Typically I haven't thought of IMR4350 and H414 in the context of .30-30 loads. Do you know what kind of velocities you are getting with these powders? They seem a bit slow burning for the .30-30. I haven't seen the Winchester Silver tips for sale in the 170gr., only the 150. Where do you get them? My rifle shoots the Winchester 170gr. cartridges better than the Remington or Federal 170gr. cartridges by a wide margin.


----------



## Mr. 16 gauge (Jan 26, 2000)

Youper;
The velocities for the 4350 & H414 loads run around 1950-2000 fps. I should tell you that both these loads are close (DARN close) to maximum in my rifle. I have some 4320 that I need to experiment with.....it didn't shoot worth a crap out of my 6.5 x 55. 
As for WW748, I haven't had a decent load with that powder in any of the 4 centerfires that I load for......funny how some guns will shoot well with a certain powder and some wont.

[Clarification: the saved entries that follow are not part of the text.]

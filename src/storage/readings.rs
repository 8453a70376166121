//! Reading-table loader
//!
//! Column names come from `InputConfig`, so the bulk-download headers
//! (`stn_id`, `HR_NAME`, `msmt_date`, `gse_gwe`) work without renaming.
//! Rows with an unparseable timestamp are dropped and counted; missing or
//! unparseable values load as `None` and are left for the reading filter.

use csv::{ReaderBuilder, StringRecord, Trim};
use serde::Serialize;
use std::collections::HashMap;
use std::fs::File;
use std::path::Path;
use tracing::{info, warn};

use super::StorageError;
use crate::config::InputConfig;
use crate::processing::parse_timestamp;
use crate::types::Reading;

/// Tokens the bulk downloads use for "no value".
const MISSING_TOKENS: &[&str] = &["", "NaN", "nan", "NA", "N/A", "null"];

/// Row counts from one load.
#[derive(Debug, Clone, Default, PartialEq, Eq, Serialize)]
pub struct LoadReport {
    pub rows: usize,
    pub loaded: usize,
    pub unparsed_dates: usize,
    pub missing_values: usize,
    /// Rows dropped because their join key is absent from the station table.
    pub unmatched_stations: usize,
}

/// Region label per station join key, loaded from a station attribute table.
#[derive(Debug, Clone, Default, PartialEq, Eq)]
pub struct StationTable {
    regions: HashMap<String, String>,
}

impl StationTable {
    pub fn from_pairs(pairs: impl IntoIterator<Item = (String, String)>) -> Self {
        Self {
            regions: pairs.into_iter().collect(),
        }
    }

    pub fn region_of(&self, key: &str) -> Option<&str> {
        self.regions.get(key).map(String::as_str)
    }

    pub fn len(&self) -> usize {
        self.regions.len()
    }

    pub fn is_empty(&self) -> bool {
        self.regions.is_empty()
    }
}

/// Load the station attribute table: join key and region label per station.
///
/// Stations without a region label are skipped, which drops their readings
/// from an inner join.
pub fn load_stations(path: &Path, input: &InputConfig) -> Result<StationTable, StorageError> {
    let mut reader = open_csv(path)?;
    let headers = reader.headers()?.clone();
    let key_idx = column_index(&headers, &input.station_join_column, path)?;
    let region_idx = column_index(&headers, &input.region_column, path)?;

    let mut pairs = Vec::new();
    for row in reader.records() {
        let row = row?;
        let key = row.get(key_idx).unwrap_or_default();
        let region = row.get(region_idx).unwrap_or_default();
        if key.is_empty() || region.is_empty() {
            continue;
        }
        pairs.push((key.to_string(), region.to_string()));
    }

    let table = StationTable::from_pairs(pairs);
    info!(path = %path.display(), stations = table.len(), "Station table loaded");
    Ok(table)
}

/// Load the reading table.
///
/// Without a station table the region label is read from
/// `input.region_column`. With one, each row's `input.station_join_column`
/// is looked up in it instead, and rows with no match are dropped.
pub fn load_readings(
    path: &Path,
    input: &InputConfig,
    stations: Option<&StationTable>,
) -> Result<(Vec<Reading>, LoadReport), StorageError> {
    let mut reader = open_csv(path)?;
    let headers = reader.headers()?.clone();

    let station_idx = column_index(&headers, &input.station_id_column, path)?;
    let date_idx = column_index(&headers, &input.date_column, path)?;
    let value_idx = column_index(&headers, &input.value_column, path)?;
    let region_source = match stations {
        Some(table) => RegionSource::Join {
            key_idx: column_index(&headers, &input.station_join_column, path)?,
            table,
        },
        None => RegionSource::Column(column_index(&headers, &input.region_column, path)?),
    };

    let mut report = LoadReport::default();
    let mut readings = Vec::new();

    for row in reader.records() {
        let row = row?;
        report.rows += 1;

        let Some(region) = region_source.region(&row) else {
            report.unmatched_stations += 1;
            continue;
        };
        let Some(timestamp) = row.get(date_idx).and_then(parse_timestamp) else {
            report.unparsed_dates += 1;
            continue;
        };
        let raw_value = row.get(value_idx).and_then(parse_value);
        if raw_value.is_none() {
            report.missing_values += 1;
        }

        readings.push(Reading::new(
            row.get(station_idx).unwrap_or_default(),
            region,
            timestamp,
            raw_value,
        ));
    }

    report.loaded = readings.len();
    if report.unparsed_dates > 0 || report.unmatched_stations > 0 {
        warn!(
            unparsed_dates = report.unparsed_dates,
            unmatched_stations = report.unmatched_stations,
            "Reading rows dropped while loading"
        );
    }
    info!(path = %path.display(), rows = report.rows, loaded = report.loaded, "Reading table loaded");
    Ok((readings, report))
}

/// Where a row's region label comes from.
enum RegionSource<'a> {
    Column(usize),
    Join { key_idx: usize, table: &'a StationTable },
}

impl RegionSource<'_> {
    fn region<'r>(&'r self, row: &'r StringRecord) -> Option<&'r str> {
        match self {
            Self::Column(idx) => row.get(*idx),
            Self::Join { key_idx, table } => row.get(*key_idx).and_then(|k| table.region_of(k)),
        }
    }
}

fn open_csv(path: &Path) -> Result<csv::Reader<File>, StorageError> {
    let file = File::open(path).map_err(|source| StorageError::Io {
        path: path.to_path_buf(),
        source,
    })?;
    Ok(ReaderBuilder::new().trim(Trim::All).from_reader(file))
}

fn column_index(headers: &StringRecord, column: &str, path: &Path) -> Result<usize, StorageError> {
    headers
        .iter()
        .position(|h| h == column)
        .ok_or_else(|| StorageError::MissingColumn {
            column: column.to_string(),
            path: path.to_path_buf(),
        })
}

fn parse_value(raw: &str) -> Option<f64> {
    if MISSING_TOKENS.contains(&raw) {
        return None;
    }
    raw.parse::<f64>().ok().filter(|v| v.is_finite())
}
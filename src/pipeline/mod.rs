//! Processing Pipeline Module
//!
//! ## Five-Stage Run
//!
//! ```text
//! STAGE 1: Reading Filter
//! STAGE 2: Semester Aggregator
//! STAGE 3: Well Change Series     (per well, parallel)
//! STAGE 4: Baseline Percentiles   (per well, parallel)
//! STAGE 5: Regional Aggregator    (barrier: all wells merged)
//! ```

mod coordinator;
pub mod well;

pub use coordinator::{DroughtPipeline, PipelineOutput, RunSummary, StageTiming};
pub use well::{process_well, WellOutcome, WellParams};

As for the 170 grain ST: I have a small stash of them, but they are no longer sold as a reloading component. As usual, some corporate "suit" at WW decided to put a good product on the market, then take it off for no reason. Not only did they do it with this particular bullet, but thier 9mm 115 grain HP, thier WAA16 wad, and a number of thier powders...........some proctologist needs to help the management at Winchester find thier heads  The reason I mentioned it is because at one time it was available as a component, then they took it off the market, then they put it back on the market, then they took it off the market.......... Hopefully someone at Winchester will notice thier "mistake" and bring it back as a component.


----------



## dogjaw (Nov 8, 2000)

WW 748 32.0 gr.
CCI 250 magnum primer 
Hornady or Speer 170 FP
Rem. brass
1" to 1-1/2" @ 100 yds with scope and depending on rifle and how much coffee that day.

This load is from Speer manual no. 11. I had to look twice, but Speer says to use magnum primers for 30-30 with W748 and H335 powders. I've had such good results, this is the first and only load I've used with 30-30.

It's funny Mr. 16 about a rifle liking one load over the other, even the same model gun. If you have any 748 laying around, try a magnum primer and see what happens.


----------



## Mr. 16 gauge (Jan 26, 2000)

Dogjaw;
I have tried the load you mentioned, as well as a few others using WW748 and a CCI 250 primer. According to my records, this shot a 4 1/4" group @ 100 yards.  
Can't disagree with your thoughts on using magnum primers and ball powders. It has improved some of my groups, like the hornady load I mentioned earlier using BLC-2.


----------



## Youper (Jul 8, 2001)

I've used the CCI250 primer in the same load also, and my rifle has a slight preference for the WLR. My .32 Winchester Special though with the Speer 170 & W748 has a strong preference for the CCI250. My group size numbers are not directly compareable to your, because I have to do almost all my shooting offhand. There is usually weeds or snow on my range, and no bench.


----------



## dogjaw (Nov 8, 2000)

The groups I mentioned above were shot off of a sturdy bench with sand bags.

It's funny about different loads. A fella I know swears by Win. 170 gr. factory rounds. I couldn't get them to group under 5 inches in my rifle, but he'd lay'em right in there with his.


----------